Connecticut Teachers Union Doesn’t Want What Wisconsin Has – Big Savings for Taxpayers
The American Federation of Teachers’ Connecticut chapter recently announced that its endorsing mostly Democrats in November, for governor, the U.S. House and other seats up for grabs this year (like that’s a surprise), because they don’t want a “Wisconsin moment” to happen in their state.
That, of course, is a reference to Act 10, Wisconsin Gov. Scott Walker’s landmark legislation that has greatly reduced the collective bargaining power of public sector unions, and saved schools, local governments and taxpayers a lot of money.
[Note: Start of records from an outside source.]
//! Per-connection session
//!
//! Drives one client from handshake to teardown:
//! `Handshaking → Active → Closing → Closed`. The registry entry is held
//! through a `Registration` guard, so it is released on every exit path
//! including panics and task aborts.

use std::collections::VecDeque;
use std::net::SocketAddr;
use std::sync::Arc;
use std::time::Duration;

use tokio::io::{AsyncRead, AsyncReadExt};
use tracing::{debug, error, info, warn};

use crate::client::Client;
use crate::codec::{FrameDecoder, Framing};
use crate::config::Config;
use crate::connection::Connection;
use crate::error::ChatError;
use crate::message::ServerMessage;
use crate::registry::{Registration, Registry};
use crate::router::Router;
use crate::types::Handle;

/// Session lifecycle states
#[derive(Debug, Clone, Copy, PartialEq, Eq)]
pub enum SessionState {
    Handshaking,
    Active,
    Closing,
    Closed,
}

impl SessionState {
    /// Whether `self -> next` is an edge of the lifecycle
    pub fn can_transition_to(self, next: SessionState) -> bool {
        use SessionState::{Active, Closed, Closing, Handshaking};
        matches!(
            (self, next),
            (Handshaking, Active) | (Handshaking, Closed) | (Active, Closing) | (Closing, Closed)
        )
    }
}

/// Per-session limits, taken from `Config`
#[derive(Debug, Clone, Copy)]
pub struct SessionOptions {
    pub idle_timeout: Duration,
    pub read_buffer_size: usize,
    pub framing: Framing,
}

impl Default for SessionOptions {
    fn default() -> Self {
        Self::from(&Config::default())
    }
}

impl From<&Config> for SessionOptions {
    fn from(config: &Config) -> Self {
        Self {
            idle_timeout: config.idle_timeout(),
            read_buffer_size: config.read_buffer_size,
            framing: config.framing,
        }
    }
}

pub struct Session<R> {
    reader: R,
    registry: Arc<Registry>,
    router: Router,
    options: SessionOptions,
    decoder: FrameDecoder,
    /// Frames that arrived in the same read as the handshake
    backlog: VecDeque<String>,
    state: SessionState,
    /// Remote address for logs, `unknown` until set
    peer: String,
}

impl<R> Session<R>
where
    R: AsyncRead + Unpin,
{
    /// A session in `Handshaking` that will read from `reader`
    pub fn new(reader: R, registry: Arc<Registry>, options: SessionOptions) -> Self {
        Self {
            reader,
            router: Router::new(Arc::clone(&registry)),
            registry,
            decoder: FrameDecoder::new(options.framing, options.read_buffer_size),
            options,
            backlog: VecDeque::new(),
            state: SessionState::Handshaking,
            peer: "unknown".to_string(),
        }
    }

    /// Label log lines with the remote address
    pub fn with_peer(mut self, peer: SocketAddr) -> Self {
        self.peer = peer.to_string();
        self
    }

    /// Current lifecycle state
    pub fn state(&self) -> SessionState {
        self.state
    }

    /// Run the session to completion
    ///
    /// Returns an error only for unexpected IO failures; rejected handshakes
    /// and disconnects are normal outcomes.
    pub async fn run(mut self, connection: Connection) -> Result<(), ChatError> {
        let mut buf = vec![0u8; self.options.read_buffer_size];

        let registration = match self.handshake(connection, &mut buf).await {
            Ok(registration) => registration,
            Err(err) => {
                self.transition(SessionState::Closed);
                return unexpected(err);
            }
        };

        self.transition(SessionState::Active);
        let client = Arc::clone(registration.client());
        self.activate(&client).await;

        let reason = self.serve(&client, &mut buf).await;

        self.transition(SessionState::Closing);
        self.close(registration, &reason).await;
        self.transition(SessionState::Closed);

        unexpected(reason)
    }

    /// Read the handle and register it
    ///
    /// The connection is closed here on every failure path.
    async fn handshake(
        &mut self,
        connection: Connection,
        buf: &mut [u8],
    ) -> Result<Registration, ChatError> {
        // Line framing may need several reads before the first line is complete
        let mut frames = loop {
            match self.next_frames(buf).await {
                Ok(frames) if frames.is_empty() => continue,
                Ok(frames) => break frames,
                Err(err) => {
                    debug!("Handshake aborted: {}", err);
                    connection.close().await;
                    return Err(err);
                }
            }
        };
        let first = frames.pop_front().unwrap_or_default();
        self.backlog = frames;

        let handle = match Handle::parse(&first) {
            Ok(handle) => handle,
            Err(err) => {
                warn!("Empty username received from {}", self.peer);
                let _ = connection.send(&ServerMessage::from(&err)).await;
                connection.close().await;
                return Err(err);
            }
        };

        let client = Arc::new(Client::new(handle, connection));
        match Registration::acquire(Arc::clone(&self.registry), Arc::clone(&client)) {
            Ok(registration) => Ok(registration),
            Err(err) => {
                warn!(
                    "Duplicate username rejected: {} from {}",
                    client.handle, self.peer
                );
                let _ = client.send(&ServerMessage::from(&err)).await;
                client.close().await;
                Err(err)
            }
        }
    }

    /// Welcome, join notice, command summary
    async fn activate(&self, client: &Arc<Client>) {
        let welcome = ServerMessage::Welcome {
            handle: client.handle.clone(),
        };
        if let Err(err) = client.send(&welcome).await {
            debug!("Welcome to {} failed: {}", client.handle, err);
        }
        self.router.announce_join(&client.handle).await;
        if let Err(err) = client.send(&ServerMessage::Help).await {
            debug!("Command summary to {} failed: {}", client.handle, err);
        }
    }

    /// Active read loop; returns why the session is ending
    async fn serve(&mut self, client: &Arc<Client>, buf: &mut [u8]) -> ChatError {
        let mut frames = std::mem::take(&mut self.backlog);
        loop {
            while let Some(frame) = frames.pop_front() {
                let line = frame.trim();
                if !line.is_empty() {
                    self.router.route(client, line).await;
                }
            }

            match self.next_frames(buf).await {
                Ok(next) => frames = next,
                Err(ChatError::IdleTimeout) => {
                    if let Err(err) = client.probe().await {
                        warn!("Connection timeout for {}: {}", client.handle, err);
                        return ChatError::IdleTimeout;
                    }
                    debug!("{} idle, probe ok", client.handle);
                }
                Err(err) => return err,
            }
        }
    }

    /// Unregister, announce, close. Safe to reach from any exit of `serve`.
    async fn close(&self, registration: Registration, reason: &ChatError) {
        let client = Arc::clone(registration.client());
        match reason {
            ChatError::PeerClosed => debug!("{} closed the connection", client.handle),
            ChatError::PeerReset => warn!("Connection reset by {}", client.handle),
            ChatError::IdleTimeout => warn!("{} timed out", client.handle),
            other => error!("Error receiving from {}: {}", client.handle, other),
        }

        // False when broadcast cleanup or shutdown already removed us
        if registration.release() {
            let _ = client.send(&ServerMessage::ConnectionClosed).await;
            self.router.announce_leave(&client.handle).await;
        }
        client.close().await;

        info!(
            "Connection closed for {} after {:.1}s",
            client.handle,
            client.connected_for().as_secs_f64()
        );
    }

    /// One bounded read turned into frames
    async fn next_frames(&mut self, buf: &mut [u8]) -> Result<VecDeque<String>, ChatError> {
        match tokio::time::timeout(self.options.idle_timeout, self.reader.read(buf)).await {
            Err(_elapsed) => Err(ChatError::IdleTimeout),
            Ok(Ok(0)) => Err(ChatError::PeerClosed),
            Ok(Ok(n)) => Ok(self.decoder.decode(&buf[..n]).into()),
            Ok(Err(err)) => Err(ChatError::from_read(err)),
        }
    }

    fn transition(&mut self, next: SessionState) {
        debug_assert!(
            self.state.can_transition_to(next),
            "invalid session transition {:?} -> {:?}",
            self.state,
            next
        );
        debug!("session {:?} -> {:?}", self.state, next);
        self.state = next;
    }
}

/// Only IO failures are worth surfacing to the acceptor
fn unexpected(outcome: ChatError) -> Result<(), ChatError> {
    match outcome {
        ChatError::Io(_) => Err(outcome),
        _ => Ok(()),
    }
}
We have chosen to support candidates who will act to prevent a ‘Wisconsin moment’ here in Connecticut,” said Stephen McKeever, who was a Middletown High School science teacher for 17 years and now serves as AFT Connecticut’s first vice president. “We need leaders committed to preserving the rights of all workers to collectively bargain and not gutting union members’ benefits to score political points.
We wonder if a majority of Connecticut voters agree that the “rights of all workers” are more important than the huge savings – not to mention educational improvements – that can be accomplished by limiting public sector union power.
Maybe, before they vote, they should check out the following statistics from Wisconsin, as of last October, which were published by the McIver Institute:
School district savings – $1.8 billion. Municipal savings – $242 million. County government savings – $106 million. Total savings to taxpayers – $2.7 billion.
We have no doubt that AFT Connecticut is endorsing candidates based on its own self-interests. But as we can see, union interests are rarely in line with the public interest.